### [WHAT YOU HAVE TO DO]
Collect every line below that contains the word "system".

Records from a data collection:
▼
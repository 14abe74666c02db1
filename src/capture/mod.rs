pub mod system;

use std::fmt;
use std::io::Cursor;
use std::str::FromStr;

use async_trait::async_trait;
use image::{ImageFormat, ImageReader};
use serde::{Deserialize, Serialize};
use uuid::Uuid;

use crate::error::{CaptureError, ConfigError};

pub use system::{CaptureBackend, CaptureTool, SystemCapturer};

/// Produces one screenshot per call.
#[async_trait]
pub trait ScreenCapturer: Send + Sync {
    fn name(&self) -> &str;

    async fn capture(&self) -> Result<CaptureArtifact, CaptureError>;
}

/// Rectangle in screen pixels, written `x,y,width,height` on the command line.
#[derive(Debug, Clone, Copy, PartialEq, Eq, Serialize, Deserialize)]
pub struct CaptureRegion {
    pub x: u32,
    pub y: u32,
    pub width: u32,
    pub height: u32,
}

impl FromStr for CaptureRegion {
    type Err = ConfigError;

    fn from_str(spec: &str) -> Result<Self, Self::Err> {
        let invalid = |reason: &str| ConfigError::InvalidRegion {
            spec: spec.to_string(),
            reason: reason.to_string(),
        };

        let parts = spec
            .split(',')
            .map(|p| p.trim().parse::<u32>())
            .collect::<Result<Vec<_>, _>>()
            .map_err(|_| invalid("expected four non-negative integers x,y,width,height"))?;

        let [x, y, width, height] = parts[..] else {
            return Err(invalid("expected four values x,y,width,height"));
        };

        if width == 0 || height == 0 {
            return Err(invalid("width and height must be greater than zero"));
        }

        Ok(Self {
            x,
            y,
            width,
            height,
        })
    }
}

impl fmt::Display for CaptureRegion {
    fn fmt(&self, f: &mut fmt::Formatter<'_>) -> fmt::Result {
        write!(f, "{},{},{},{}", self.x, self.y, self.width, self.height)
    }
}

/// A PNG screenshot owned by exactly one pipeline run.
///
/// Not `Clone`: OCR takes it by value and it is dropped with the run.
#[derive(Debug)]
pub struct CaptureArtifact {
    id: Uuid,
    png: Vec<u8>,
    width: u32,
    height: u32,
}

impl CaptureArtifact {
    /// Wraps raw PNG bytes, cropping to `region` when one is given.
    ///
    /// Without a region only the header is read; with one the image is fully
    /// decoded and re-encoded, so call this off the async executor.
    pub fn from_png(png: Vec<u8>, region: Option<&CaptureRegion>) -> Result<Self, CaptureError> {
        let Some(region) = region else {
            let (width, height) = ImageReader::new(Cursor::new(&png))
                .with_guessed_format()
                .and_then(|reader| reader.into_dimensions().map_err(std::io::Error::other))
                .map_err(|e| CaptureError::InvalidImage {
                    reason: e.to_string(),
                })?;
            return Ok(Self {
                id: Uuid::new_v4(),
                png,
                width,
                height,
            });
        };

        let image = image::load_from_memory(&png).map_err(|e| CaptureError::InvalidImage {
            reason: e.to_string(),
        })?;

        let (full_w, full_h) = (image.width(), image.height());
        if region.x >= full_w || region.y >= full_h {
            return Err(CaptureError::RegionOutOfBounds {
                region: region.to_string(),
                width: full_w,
                height: full_h,
            });
        }

        let width = region.width.min(full_w - region.x);
        let height = region.height.min(full_h - region.y);
        let cropped = image.crop_imm(region.x, region.y, width, height);

        let mut buf = Vec::new();
        cropped
            .write_to(&mut Cursor::new(&mut buf), ImageFormat::Png)
            .map_err(|e| CaptureError::InvalidImage {
                reason: e.to_string(),
            })?;

        Ok(Self {
            id: Uuid::new_v4(),
            png: buf,
            width,
            height,
        })
    }

    pub fn id(&self) -> Uuid {
        self.id
    }

    pub fn png_bytes(&self) -> &[u8] {
        &self.png
    }

    pub fn dimensions(&self) -> (u32, u32) {
        (self.width, self.height)
    }

    #[cfg(test)]
    pub(crate) fn corrupt_for_test(&mut self) {
        self.png = b"definitely not an image".to_vec();
    }
}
▲
### [TASK SOLUTION]
pub mod system;
pub use system::{CaptureBackend, CaptureTool, SystemCapturer};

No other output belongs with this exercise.